The Timelines Under the Regulation and Their Effect
[7] There is also no dispute about the basic framework of the timelines for complaints
and the dispute resolution process under the Regulation (as opposed to how to
calculate the times, which will be discussed below). It is agreed that the
jurisdiction of the Board to consider complaints about dismissal for cause starts
with section 2(1) of the Regulation, which provides:
2. (1) A person who is aggrieved by his or her dismissal for cause under section 34
of the Act may file a complaint about the dismissal for cause with the Public Service
Grievance Board,
(a) if the person is eligible under sections 5 and 6 to file such a complaint;
(b) if the person gives notice in accordance with section 8 of his or her proposal to
file the complaint; and
(c) if the person complies with the filing requirements set out in section 10.

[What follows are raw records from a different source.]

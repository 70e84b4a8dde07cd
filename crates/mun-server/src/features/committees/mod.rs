//! Committee ("venue") feature (presidium)
//!
//! A committee carries its dais roster and clock configuration as JSON
//! columns and owns a list of agenda sessions. Deleting a committee cascades
//! to its sessions and delegate assignments.

pub mod commands;
pub mod queries;
pub mod routes;

pub use routes::venues_routes;

use sqlx::PgPool;

use crate::models::{CommitteeSessionRow, CommitteeSessionView};

/// Agenda sessions of one committee, in start order with unscheduled ones
/// last.
pub(crate) async fn sessions_for(
    pool: &PgPool,
    committee_id: i64,
) -> Result<Vec<CommitteeSessionView>, sqlx::Error> {
    let rows: Vec<CommitteeSessionRow> = sqlx::query_as(
        "SELECT * FROM committee_sessions WHERE committee_id = $1 \
         ORDER BY start_time ASC NULLS LAST, id ASC",
    )
    .bind(committee_id)
    .fetch_all(pool)
    .await?;
    Ok(rows.iter().map(CommitteeSessionView::from).collect())
}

[8] Section 8(4) of the Regulation provides that a complainant in Mr. Preston’s
position must give notice of his complaint to his deputy minister within fourteen
(14) days of receiving the notice of discipline. Mr. Preston met that requirement.
[9] Following the notice, there is a dispute resolution period. Section 9(1) of the
Regulation provides that one “is not entitled to file a complaint” with the Board until
expiry of that period as defined under the section. Since the deputy minister
declined to meet with Mr. Preston, it is agreed that the relevant dispute resolution
period is that described in Section 9(5) of the Regulation, which provides:
(5) If the deputy minister… or his or her delegate does not meet with the
complainant within 30 days after receiving the notice, the period provided for dispute
resolution expires 30 days after the notice was given to the deputy minister….
[emphasis added]
[10] A complainant may then file a complaint with the Board in compliance with the
filing requirements set out in section 10. It provides:
10. (1) Within 14 days after the expiry of the period, if any, provided for dispute
resolution under section 9, the complainant may file the complaint with the Public
Service Grievance Board by delivering it to the chair of the Board. [emphasis added]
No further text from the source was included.